Carl owned an almost bankrupt ironworks in Mannheim. He had little business sense but was a talented engineer. He had the idea for the design and construction of a 'horseless carriage' driven by a petrol engine. His fiancé, Bertha, with unshakable belief in him used her inherited wealth to provide the funds to save his business. They married and together, through very hard times and disappointments, they built the first motor car, patened on 29 January 1886.
Carl drove the newly completed car around their town. The vehicle worried the local people who petitioned the Kaiser to ban it. The car was confirmed to the ironworks as a curiosity - by orders of the authorities and under police guard!
Following all their hard work, Bertha just could not accept this and her determined actions changed the world...
Stealing the very car she had helped to build, and with two of her children to push it up the hills, she drove to her mother's home 100km away in Pforzheim.

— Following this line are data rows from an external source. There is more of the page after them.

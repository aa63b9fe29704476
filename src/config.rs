use anyhow::{Context, Result};
use serde::{Deserialize, Serialize};
use std::path::{Path, PathBuf};

use crate::error::Error;

#[derive(Debug, Clone, Default, Serialize, Deserialize)]
pub struct Config {
    #[serde(default)]
    pub gallery: GalleryConfig,

    #[serde(default)]
    pub collection: CollectionConfig,

    #[serde(default)]
    pub logging: LoggingConfig,
}

#[derive(Debug, Clone, Serialize, Deserialize)]
pub struct GalleryConfig {
    /// Base URL of the Piwigo installation, e.g. `https://photos.example.com`
    #[serde(default)]
    pub url: String,

    #[serde(default)]
    pub username: String,

    /// Falls back to `PIWIGO_PASSWORD` when empty
    #[serde(default)]
    pub password: String,

    #[serde(default = "default_page_size")]
    pub page_size: u32,

    /// Per-request timeout. No timeout when unset.
    #[serde(default)]
    pub timeout_secs: Option<u64>,
}

fn default_page_size() -> u32 {
    100
}

impl Default for GalleryConfig {
    fn default() -> Self {
        Self {
            url: String::new(),
            username: String::new(),
            password: String::new(),
            page_size: default_page_size(),
            timeout_secs: None,
        }
    }
}

#[derive(Debug, Clone, Serialize, Deserialize)]
pub struct CollectionConfig {
    #[serde(default)]
    pub output_dir: PathBuf,

    #[serde(default = "default_database_name")]
    pub database_name: String,

    /// Label of the album root row created in a fresh catalog
    #[serde(default = "default_root_label")]
    pub root_label: String,
}

fn default_database_name() -> String {
    "digikam4.db".to_string()
}

fn default_root_label() -> String {
    "Piwigo Import".to_string()
}

impl Default for CollectionConfig {
    fn default() -> Self {
        Self {
            output_dir: PathBuf::new(),
            database_name: default_database_name(),
            root_label: default_root_label(),
        }
    }
}

#[derive(Debug, Clone, Serialize, Deserialize)]
pub struct LoggingConfig {
    /// `tracing` filter directive; `PIWIGO_DIGIKAM_LOG` takes precedence
    #[serde(default = "default_log_level")]
    pub level: String,

    /// Directory for the rolling log file. Defaults to `<config dir>/logs`.
    #[serde(default)]
    pub dir: Option<PathBuf>,

    /// Send logs to the systemd journal when it is reachable (Linux only)
    #[serde(default = "default_journald")]
    pub journald: bool,
}

fn default_log_level() -> String {
    "info".to_string()
}

fn default_journald() -> bool {
    true
}

impl Default for LoggingConfig {
    fn default() -> Self {
        Self {
            level: default_log_level(),
            dir: None,
            journald: default_journald(),
        }
    }
}

impl LoggingConfig {
    pub fn directory(&self) -> PathBuf {
        self.dir
            .clone()
            .unwrap_or_else(|| Config::config_dir().join("logs"))
    }
}

impl Config {
    /// Load from `PIWIGO_DIGIKAM_CONFIG` or the default location.
    /// A missing file yields defaults.
    pub fn load() -> Result<Self> {
        let path = std::env::var("PIWIGO_DIGIKAM_CONFIG")
            .map(PathBuf::from)
            .unwrap_or_else(|_| Self::config_path());

        if path.exists() {
            Self::load_from(&path)
        } else {
            tracing::debug!("No config file at {:?}, using defaults", path);
            Ok(Config::default())
        }
    }

    pub fn load_from(path: &Path) -> Result<Self> {
        let content = std::fs::read_to_string(path)
            .with_context(|| format!("Failed to read config file {:?}", path))?;
        let config: Config = toml::from_str(&content)
            .with_context(|| format!("Failed to parse config file {:?}", path))?;
        Ok(config)
    }

    pub fn config_dir() -> PathBuf {
        dirs::config_dir()
            .unwrap_or_else(|| PathBuf::from("."))
            .join("piwigo-digikam")
    }

    fn config_path() -> PathBuf {
        Self::config_dir().join("config.toml")
    }

    /// Take the password from `PIWIGO_PASSWORD` if none was configured.
    pub fn apply_env(&mut self) {
        if self.gallery.password.is_empty() {
            if let Ok(password) = std::env::var("PIWIGO_PASSWORD") {
                self.gallery.password = password;
            }
        }
    }

    /// Catalog file inside the output directory.
    pub fn database_path(&self) -> PathBuf {
        self.collection
            .output_dir
            .join(&self.collection.database_name)
    }

    /// Check everything a transfer needs before it starts.
    pub fn validate(&self) -> std::result::Result<(), Error> {
        let url = self.gallery.url.trim();
        if url.is_empty() {
            return Err(Error::InvalidConfig("Piwigo URL is required".to_string()));
        }
        match url::Url::parse(url) {
            Ok(parsed) if matches!(parsed.scheme(), "http" | "https") => {}
            _ => {
                return Err(Error::InvalidConfig(format!(
                    "'{}' is not a valid URL (e.g. https://your-site.com)",
                    url
                )))
            }
        }

        if self.gallery.username.trim().is_empty() {
            return Err(Error::InvalidConfig("username is required".to_string()));
        }
        if self.gallery.password.is_empty() {
            return Err(Error::InvalidConfig("password is required".to_string()));
        }
        if self.gallery.page_size == 0 {
            return Err(Error::InvalidConfig("page_size must be positive".to_string()));
        }
        if self.collection.database_name.trim().is_empty() {
            return Err(Error::InvalidConfig("database_name is required".to_string()));
        }

        let output_dir = &self.collection.output_dir;
        if output_dir.as_os_str().is_empty() {
            return Err(Error::InvalidConfig("output directory is required".to_string()));
        }
        check_writable(output_dir)
    }
}

/// Create the directory if needed and prove it accepts writes.
fn check_writable(dir: &Path) -> std::result::Result<(), Error> {
    std::fs::create_dir_all(dir).map_err(|e| Error::filesystem(dir, e))?;
    let probe = dir.join(".piwigo-digikam-write-test");
    std::fs::write(&probe, b"test").map_err(|e| Error::filesystem(&probe, e))?;
    std::fs::remove_file(&probe).map_err(|e| Error::filesystem(&probe, e))?;
    Ok(())
}

#[cfg(test)]
mod tests {
    use super::*;
    use tempfile::TempDir;

    fn valid_config(dir: &Path) -> Config {
        let mut config = Config::default();
        config.gallery.url = "https://photos.example.com".to_string();
        config.gallery.username = "alice".to_string();
        config.gallery.password = "secret".to_string();
        config.collection.output_dir = dir.join("collection");
        config
    }

    #[test]
    fn test_parse_with_defaults() {
        let config: Config = toml::from_str(
            r#"
            [gallery]
            url = "https://photos.example.com"
            username = "alice"

            [collection]
            output_dir = "/srv/pictures"
            "#,
        )
        .unwrap();

        assert_eq!(config.gallery.page_size, 100);
        assert_eq!(config.gallery.timeout_secs, None);
        assert_eq!(config.collection.database_name, "digikam4.db");
        assert_eq!(config.collection.root_label, "Piwigo Import");
        assert_eq!(
            config.database_path(),
            PathBuf::from("/srv/pictures/digikam4.db")
        );
        assert_eq!(config.logging.level, "info");
        assert!(config.logging.journald);
        assert_eq!(config.logging.directory(), Config::config_dir().join("logs"));
    }

    #[test]
    fn test_parse_logging_section() {
        let config: Config = toml::from_str(
            r#"
            [logging]
            level = "piwigo_digikam=debug"
            dir = "/var/log/piwigo-digikam"
            journald = false
            "#,
        )
        .unwrap();

        assert_eq!(config.logging.level, "piwigo_digikam=debug");
        assert!(!config.logging.journald);
        assert_eq!(
            config.logging.directory(),
            PathBuf::from("/var/log/piwigo-digikam")
        );
    }

    #[test]
    fn test_validate_accepts_complete_config() {
        let dir = TempDir::new().unwrap();
        let config = valid_config(dir.path());
        config.validate().unwrap();
        assert!(dir.path().join("collection").is_dir());
        assert!(!dir
            .path()
            .join("collection/.piwigo-digikam-write-test")
            .exists());
    }

    #[test]
    fn test_validate_rejects_missing_fields() {
        let dir = TempDir::new().unwrap();

        let mut config = valid_config(dir.path());
        config.gallery.url = "  ".to_string();
        assert!(matches!(config.validate(), Err(Error::InvalidConfig(_))));

        let mut config = valid_config(dir.path());
        config.gallery.url = "ftp://photos.example.com".to_string();
        assert!(matches!(config.validate(), Err(Error::InvalidConfig(_))));

        let mut config = valid_config(dir.path());
        config.gallery.username.clear();
        assert!(matches!(config.validate(), Err(Error::InvalidConfig(_))));

        let mut config = valid_config(dir.path());
        config.gallery.password.clear();
        assert!(matches!(config.validate(), Err(Error::InvalidConfig(_))));

        let mut config = valid_config(dir.path());
        config.collection.output_dir = PathBuf::new();
        assert!(matches!(config.validate(), Err(Error::InvalidConfig(_))));
    }
}
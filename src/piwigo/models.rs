//! Typed records decoded from Piwigo web-service responses.
//!
//! Piwigo is loose about its JSON: ids arrive as numbers or strings, optional
//! fields are missing or `null`, and dates may be unparsable. Decoding here never
//! fails on an optional field; only a missing id drops a record.

use chrono::{NaiveDate, NaiveDateTime};
use serde::de::DeserializeOwned;
use serde::{Deserialize, Deserializer};
use serde_json::Value;
use tracing::warn;

/// An image as listed by `pwg.categories.getImages`.
#[derive(Debug, Clone, Default, PartialEq)]
pub struct RemoteImage {
    pub id: i64,
    pub name: String,
    pub file: String,
    pub element_url: String,
    pub comment: String,
    /// `None` when the service sent no date or one that did not parse
    pub date_creation: Option<NaiveDateTime>,
    pub width: u32,
    pub height: u32,
    pub categories: Vec<String>,
    pub tags: Vec<String>,
}

impl RemoteImage {
    /// Name to show in status messages.
    pub fn display_name(&self) -> String {
        if !self.name.is_empty() {
            self.name.clone()
        } else if !self.file.is_empty() {
            self.file.clone()
        } else {
            format!("image {}", self.id)
        }
    }

    /// Whether the image can be downloaded at all.
    pub fn has_download_url(&self) -> bool {
        !self.element_url.trim().is_empty()
    }
}

/// A category (album) as listed by `pwg.categories.getList`.
#[derive(Debug, Clone, Default, PartialEq, Eq)]
pub struct RemoteCategory {
    pub id: i64,
    pub name: String,
    /// Hierarchical display path, e.g. `Holidays / 2023 / Rome`
    pub full_path: String,
    pub parent_id: Option<i64>,
}

/// Common response envelope: `{"stat": "ok" | "fail", "result": ..., ...}`.
#[derive(Debug, Deserialize)]
pub(crate) struct ApiResponse {
    #[serde(default, deserialize_with = "lenient_text")]
    pub stat: Option<String>,
    #[serde(default, deserialize_with = "lenient_text")]
    pub message: Option<String>,
    #[serde(default, deserialize_with = "lenient_text")]
    pub err: Option<String>,
    #[serde(default)]
    pub result: Option<Value>,
}

impl ApiResponse {
    pub fn is_ok(&self) -> bool {
        self.stat.as_deref() == Some("ok")
    }

    pub fn is_fail(&self) -> bool {
        self.stat.as_deref() == Some("fail")
    }

    pub fn error_message(&self) -> String {
        self.message
            .clone()
            .unwrap_or_else(|| "Unknown error".to_string())
    }
}

#[derive(Debug, Deserialize)]
struct RawCategory {
    #[serde(default, deserialize_with = "lenient_int")]
    id: Option<i64>,
    #[serde(default, deserialize_with = "lenient_text")]
    name: Option<String>,
    #[serde(default, deserialize_with = "lenient_text")]
    name_display: Option<String>,
    #[serde(default, deserialize_with = "lenient_int")]
    id_uppercat: Option<i64>,
}

#[derive(Debug, Deserialize)]
struct RawImage {
    #[serde(default, deserialize_with = "lenient_int")]
    id: Option<i64>,
    #[serde(default, deserialize_with = "lenient_text")]
    name: Option<String>,
    #[serde(default, deserialize_with = "lenient_text")]
    file: Option<String>,
    #[serde(default, deserialize_with = "lenient_text")]
    element_url: Option<String>,
    #[serde(default, deserialize_with = "lenient_text")]
    comment: Option<String>,
    #[serde(default, deserialize_with = "lenient_int")]
    width: Option<i64>,
    #[serde(default, deserialize_with = "lenient_int")]
    height: Option<i64>,
    #[serde(default, deserialize_with = "lenient_date")]
    date_creation: Option<NaiveDateTime>,
    #[serde(default, deserialize_with = "lenient_names")]
    categories: Vec<String>,
    #[serde(default, deserialize_with = "lenient_names")]
    tags: Vec<String>,
}

impl RawCategory {
    fn into_category(self) -> Option<RemoteCategory> {
        let id = self.id?;
        let name = self.name?;
        let full_path = self
            .name_display
            .filter(|d| !d.is_empty())
            .unwrap_or_else(|| name.clone());
        Some(RemoteCategory {
            id,
            name,
            full_path,
            parent_id: self.id_uppercat,
        })
    }
}

impl RawImage {
    fn into_image(self) -> Option<RemoteImage> {
        Some(RemoteImage {
            id: self.id?,
            name: self.name.unwrap_or_default(),
            file: self.file.unwrap_or_default(),
            element_url: self.element_url.unwrap_or_default(),
            comment: self.comment.unwrap_or_default(),
            date_creation: self.date_creation,
            width: dimension(self.width),
            height: dimension(self.height),
            categories: self.categories,
            tags: self.tags,
        })
    }
}

fn dimension(value: Option<i64>) -> u32 {
    value.and_then(|v| u32::try_from(v).ok()).unwrap_or(0)
}

/// Decode `result.categories`, dropping entries without an id or name.
pub(crate) fn decode_categories(result: Option<&Value>) -> Vec<RemoteCategory> {
    decode_entries::<RawCategory>(result, "categories")
        .into_iter()
        .filter_map(RawCategory::into_category)
        .collect()
}

/// Decode `result.images`, dropping entries without an id.
pub(crate) fn decode_images(result: Option<&Value>) -> Vec<RemoteImage> {
    decode_entries::<RawImage>(result, "images")
        .into_iter()
        .filter_map(RawImage::into_image)
        .collect()
}

fn decode_entries<T: DeserializeOwned>(result: Option<&Value>, key: &str) -> Vec<T> {
    let Some(entries) = result.and_then(|r| r.get(key)).and_then(Value::as_array) else {
        return Vec::new();
    };

    entries
        .iter()
        .filter_map(|entry| match T::deserialize(entry) {
            Ok(decoded) => Some(decoded),
            Err(e) => {
                warn!("Skipping malformed {} entry: {}", key, e);
                None
            }
        })
        .collect()
}

/// Parse the date formats Piwigo emits. Unknown formats and zero dates give `None`.
pub fn parse_piwigo_date(raw: &str) -> Option<NaiveDateTime> {
    let raw = raw.trim();
    for format in ["%Y-%m-%d %H:%M:%S", "%Y-%m-%dT%H:%M:%S", "%Y-%m-%d %H:%M"] {
        if let Ok(dt) = NaiveDateTime::parse_from_str(raw, format) {
            return Some(dt);
        }
    }
    NaiveDate::parse_from_str(raw, "%Y-%m-%d")
        .ok()
        .and_then(|d| d.and_hms_opt(0, 0, 0))
}

fn int_from_value(value: &Value) -> Option<i64> {
    match value {
        Value::Number(n) => n.as_i64().or_else(|| n.as_f64().map(|f| f as i64)),
        Value::String(s) => s.trim().parse().ok(),
        _ => None,
    }
}

fn text_from_value(value: Value) -> Option<String> {
    match value {
        Value::String(s) => Some(s),
        Value::Number(n) => Some(n.to_string()),
        Value::Bool(b) => Some(b.to_string()),
        _ => None,
    }
}

fn lenient_int<'de, D>(deserializer: D) -> Result<Option<i64>, D::Error>
where
    D: Deserializer<'de>,
{
    let value = Option::<Value>::deserialize(deserializer)?;
    Ok(value.as_ref().and_then(int_from_value))
}

fn lenient_text<'de, D>(deserializer: D) -> Result<Option<String>, D::Error>
where
    D: Deserializer<'de>,
{
    let value = Option::<Value>::deserialize(deserializer)?;
    Ok(value.and_then(text_from_value))
}

fn lenient_date<'de, D>(deserializer: D) -> Result<Option<NaiveDateTime>, D::Error>
where
    D: Deserializer<'de>,
{
    let text = lenient_text(deserializer)?;
    Ok(text.as_deref().and_then(parse_piwigo_date))
}

/// `[{"name": ...}, ...]` into names; a missing name becomes an empty string.
fn lenient_names<'de, D>(deserializer: D) -> Result<Vec<String>, D::Error>
where
    D: Deserializer<'de>,
{
    let value = Option::<Value>::deserialize(deserializer)?;
    let Some(Value::Array(items)) = value else {
        return Ok(Vec::new());
    };

    Ok(items
        .into_iter()
        .filter(|item| !item.is_null())
        .map(|mut item| {
            item.get_mut("name")
                .map(Value::take)
                .and_then(text_from_value)
                .unwrap_or_default()
        })
        .collect())
}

Bertha had to make running repairs. One to unblock a pipe with her hatpin and another to make improvements to the failing wooden brake blocks by replacing them with leather pads. The catastrophe of a broken drive chain did not stop her and she found a blacksmith to make the repair.
The car used cleaning fluid as fuel, better known to us today as petrol and she stopped at pharmacies on her way to top up. At one pharmacy in Wieslock, she bought the entire stock to the confusion of the chemist. This pharmacy later became the worlds first petrol filling station!
Finally, Bertha made it to her mother's house only to find her out visiting a cousin! She sent a telegram to Carl to explain where she was with the children and a few days later made the return journey. By now, the horseless carriage had caused such a stir, people lined the route to see the astonishing machine with the driver and her passengers.
Bertha made a detailed report on the drive which lead to further technical improvements such as extra gearing and better brakes, proving the importance of rigorous test drives to verify designs. She established many firsts and ideas on her drive: brake pads, petrol filling stations, car mechanic workshops and the concept of the autobahn.
Her clever publicity raised public awareness that reliable petrol driven motor vehicles could be manufactured. Orders for the motor cars soon arrived and the automobile industry began with production of the worlds first cars manufactured by the Benz company.
Famed for her work, Bertha died in 1944 at the age of 95. In 2008, the 194km round trip Bertha Benz Memorial Route was inaugurated to honour her.
One hundred and thirty years after her awesome drive, it might be interesting to wonder what Bertha would have made of the traffic on the A3 through Guildford at rush hour!